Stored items
// ==========================================
// 地铁列车夜间入役排班系统 - 入役分配引擎
// ==========================================
// 依据: Induction_Rules_v1.0.md - 2. 规则序与配额
// 职责: 按固定优先级规则逐车分配 Service/Standby/Maintenance
// 红线: 无状态、无副作用、确定性; 每条决策必须输出 reason
// 红线: 不是优化器, 不做全局搜索, 首个命中规则即生效
// ==========================================

use crate::domain::train::{AssignmentDecision, InductionPlan, TrainRecord};
use crate::domain::types::Assignment;
use chrono::Utc;
use tracing::instrument;

/// 默认夜间入役配额(单次运行最多入役列车数)
pub const DEFAULT_MAX_SERVICE: usize = 15;

// ==========================================
// 决策理由文本(对外展示契约, 不可随意改动)
// ==========================================
pub const REASON_FORCED: &str = "Forced into Service";
pub const REASON_FITNESS_INVALID: &str = "Fitness Certificate invalid";
pub const REASON_OPEN_JOB_CARD: &str = "Open Job Card";
pub const REASON_PENDING_CLEANING: &str = "Pending Cleaning";
pub const REASON_MEETS_CONDITIONS: &str = "Meets all conditions";
pub const REASON_QUOTA_FILLED: &str = "Service quota filled";

// ==========================================
// InductionAssigner - 入役分配引擎
// ==========================================
// 红线: 纯函数工具类, 唯一的跨记录状态是折叠中显式
//       传递的已入役计数累加器
pub struct InductionAssigner;

impl InductionAssigner {
    /// 对一批列车记录执行入役分配(主入口)
    ///
    /// # 规则 (Induction_Rules 2.1, 逐车按输入顺序评估, 首个命中生效)
    /// 1. train_id 命中 forced_service_id → Service("Forced into Service")
    ///    人工覆盖具有绝对优先级: 不占配额、不受安全规则拦截
    /// 2. fitness_ok 为否 → Maintenance("Fitness Certificate invalid")
    /// 3. job_card_open 为是 → Maintenance("Open Job Card")
    /// 4. needs_cleaning 为是 → Standby("Pending Cleaning")
    /// 5. 已入役数 < max_service → Service("Meets all conditions"), 计数 +1
    /// 6. 否则 → Standby("Service quota filled")
    ///
    /// # 参数
    /// - records: 标准化列车记录(保序)
    /// - forced_service_id: 人工强制入役列车号(可为空; 不命中任何记录时无效果)
    /// - max_service: 入役配额(0 表示配额通道不放行任何列车)
    ///
    /// # 返回
    /// 与输入等长、同序的决策序列; mileage/branding_need 原样透传
    ///
    /// # 保证
    /// - 确定性: 相同输入必得相同输出
    /// - 配额上界: Service 数 ≤ max_service + (覆盖命中 ? 1 : 0)
    /// - 末位配额名额按输入顺序先到先得, 无二级排序
    #[instrument(skip(records), fields(
        records_count = records.len(),
        forced = forced_service_id.unwrap_or("-"),
        max_service = max_service
    ))]
    pub fn assign(
        records: &[TrainRecord],
        forced_service_id: Option<&str>,
        max_service: usize,
    ) -> Vec<AssignmentDecision> {
        let (decisions, service_count) = records.iter().fold(
            (Vec::with_capacity(records.len()), 0usize),
            |(mut decisions, service_count), record| {
                let (assignment, reason, next_count) =
                    Self::classify(record, forced_service_id, max_service, service_count);

                decisions.push(AssignmentDecision {
                    train_id: record.train_id.clone(),
                    assignment,
                    reasons: vec![reason.to_string()],
                    mileage: record.mileage,
                    branding_need: record.branding_need,
                });

                (decisions, next_count)
            },
        );

        tracing::info!(
            service_count = service_count,
            decisions = decisions.len(),
            "入役分配完成"
        );

        decisions
    }

    /// 执行分配并封装为完整方案(决策序列 + 运行口径)
    pub fn assign_plan(
        records: &[TrainRecord],
        forced_service_id: Option<&str>,
        max_service: usize,
    ) -> InductionPlan {
        InductionPlan {
            decisions: Self::assign(records, forced_service_id, max_service),
            forced_service_id: forced_service_id.map(str::to_string),
            max_service,
            generated_at: Utc::now(),
        }
    }

    /// 单列车规则判定(纯函数)
    ///
    /// # 返回
    /// (分配状态, 命中理由, 判定后的已入役计数)
    ///
    /// 人工覆盖不递增计数: 覆盖列车不挤占其余列车的配额名额
    fn classify(
        record: &TrainRecord,
        forced_service_id: Option<&str>,
        max_service: usize,
        service_count: usize,
    ) -> (Assignment, &'static str, usize) {
        if forced_service_id == Some(record.train_id.as_str()) {
            (Assignment::Service, REASON_FORCED, service_count)
        } else if !record.fitness_ok {
            (Assignment::Maintenance, REASON_FITNESS_INVALID, service_count)
        } else if record.job_card_open {
            (Assignment::Maintenance, REASON_OPEN_JOB_CARD, service_count)
        } else if record.needs_cleaning {
            (Assignment::Standby, REASON_PENDING_CLEANING, service_count)
        } else if service_count < max_service {
            (Assignment::Service, REASON_MEETS_CONDITIONS, service_count + 1)
        } else {
            (Assignment::Standby, REASON_QUOTA_FILLED, service_count)
        }
    }
}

WHAT YOU HAVE TO DO: Emit the records above again, exactly, with no line skipped.

ANSWER TO THIS TASK:
// ==========================================
// 地铁列车夜间入役排班系统 - 入役分配引擎
// ==========================================
// 依据: Induction_Rules_v1.0.md - 2. 规则序与配额
// 职责: 按固定优先级规则逐车分配 Service/Standby/Maintenance
// 红线: 无状态、无副作用、确定性; 每条决策必须输出 reason
// 红线: 不是优化器, 不做全局搜索, 首个命中规则即生效
// ==========================================

use crate::domain::train::{AssignmentDecision, InductionPlan, TrainRecord};
use crate::domain::types::Assignment;
use chrono::Utc;
use tracing::instrument;

/// 默认夜间入役配额(单次运行最多入役列车数)
pub const DEFAULT_MAX_SERVICE: usize = 15;

// ==========================================
// 决策理由文本(对外展示契约, 不可随意改动)
// ==========================================
pub const REASON_FORCED: &str = "Forced into Service";
pub const REASON_FITNESS_INVALID: &str = "Fitness Certificate invalid";
pub const REASON_OPEN_JOB_CARD: &str = "Open Job Card";
pub const REASON_PENDING_CLEANING: &str = "Pending Cleaning";
pub const REASON_MEETS_CONDITIONS: &str = "Meets all conditions";
pub const REASON_QUOTA_FILLED: &str = "Service quota filled";

// ==========================================
// InductionAssigner - 入役分配引擎
// ==========================================
// 红线: 纯函数工具类, 唯一的跨记录状态是折叠中显式
//       传递的已入役计数累加器
pub struct InductionAssigner;

impl InductionAssigner {
    /// 对一批列车记录执行入役分配(主入口)
    ///
    /// # 规则 (Induction_Rules 2.1, 逐车按输入顺序评估, 首个命中生效)
    /// 1. train_id 命中 forced_service_id → Service("Forced into Service")
    ///    人工覆盖具有绝对优先级: 不占配额、不受安全规则拦截
    /// 2. fitness_ok 为否 → Maintenance("Fitness Certificate invalid")
    /// 3. job_card_open 为是 → Maintenance("Open Job Card")
    /// 4. needs_cleaning 为是 → Standby("Pending Cleaning")
    /// 5. 已入役数 < max_service → Service("Meets all conditions"), 计数 +1
    /// 6. 否则 → Standby("Service quota filled")
    ///
    /// # 参数
    /// - records: 标准化列车记录(保序)
    /// - forced_service_id: 人工强制入役列车号(可为空; 不命中任何记录时无效果)
    /// - max_service: 入役配额(0 表示配额通道不放行任何列车)
    ///
    /// # 返回
    /// 与输入等长、同序的决策序列; mileage/branding_need 原样透传
    ///
    /// # 保证
    /// - 确定性: 相同输入必得相同输出
    /// - 配额上界: Service 数 ≤ max_service + (覆盖命中 ? 1 : 0)
    /// - 末位配额名额按输入顺序先到先得, 无二级排序
    #[instrument(skip(records), fields(
        records_count = records.len(),
        forced = forced_service_id.unwrap_or("-"),
        max_service = max_service
    ))]
    pub fn assign(
        records: &[TrainRecord],
        forced_service_id: Option<&str>,
        max_service: usize,
    ) -> Vec<AssignmentDecision> {
        let (decisions, service_count) = records.iter().fold(
            (Vec::with_capacity(records.len()), 0usize),
            |(mut decisions, service_count), record| {
                let (assignment, reason, next_count) =
                    Self::classify(record, forced_service_id, max_service, service_count);

                decisions.push(AssignmentDecision {
                    train_id: record.train_id.clone(),
                    assignment,
                    reasons: vec![reason.to_string()],
                    mileage: record.mileage,
                    branding_need: record.branding_need,
                });

                (decisions, next_count)
            },
        );

        tracing::info!(
            service_count = service_count,
            decisions = decisions.len(),
            "入役分配完成"
        );

        decisions
    }

    /// 执行分配并封装为完整方案(决策序列 + 运行口径)
    pub fn assign_plan(
        records: &[TrainRecord],
        forced_service_id: Option<&str>,
        max_service: usize,
    ) -> InductionPlan {
        InductionPlan {
            decisions: Self::assign(records, forced_service_id, max_service),
            forced_service_id: forced_service_id.map(str::to_string),
            max_service,
            generated_at: Utc::now(),
        }
    }

    /// 单列车规则判定(纯函数)
    ///
    /// # 返回
    /// (分配状态, 命中理由, 判定后的已入役计数)
    ///
    /// 人工覆盖不递增计数: 覆盖列车不挤占其余列车的配额名额
    fn classify(
        record: &TrainRecord,
        forced_service_id: Option<&str>,
        max_service: usize,
        service_count: usize,
    ) -> (Assignment, &'static str, usize) {
        if forced_service_id == Some(record.train_id.as_str()) {
            (Assignment::Service, REASON_FORCED, service_count)
        } else if !record.fitness_ok {
            (Assignment::Maintenance, REASON_FITNESS_INVALID, service_count)
        } else if record.job_card_open {
            (Assignment::Maintenance, REASON_OPEN_JOB_CARD, service_count)
        } else if record.needs_cleaning {
            (Assignment::Standby, REASON_PENDING_CLEANING, service_count)
        } else if service_count < max_service {
            (Assignment::Service, REASON_MEETS_CONDITIONS, service_count + 1)
        } else {
            (Assignment::Standby, REASON_QUOTA_FILLED, service_count)
        }
    }
}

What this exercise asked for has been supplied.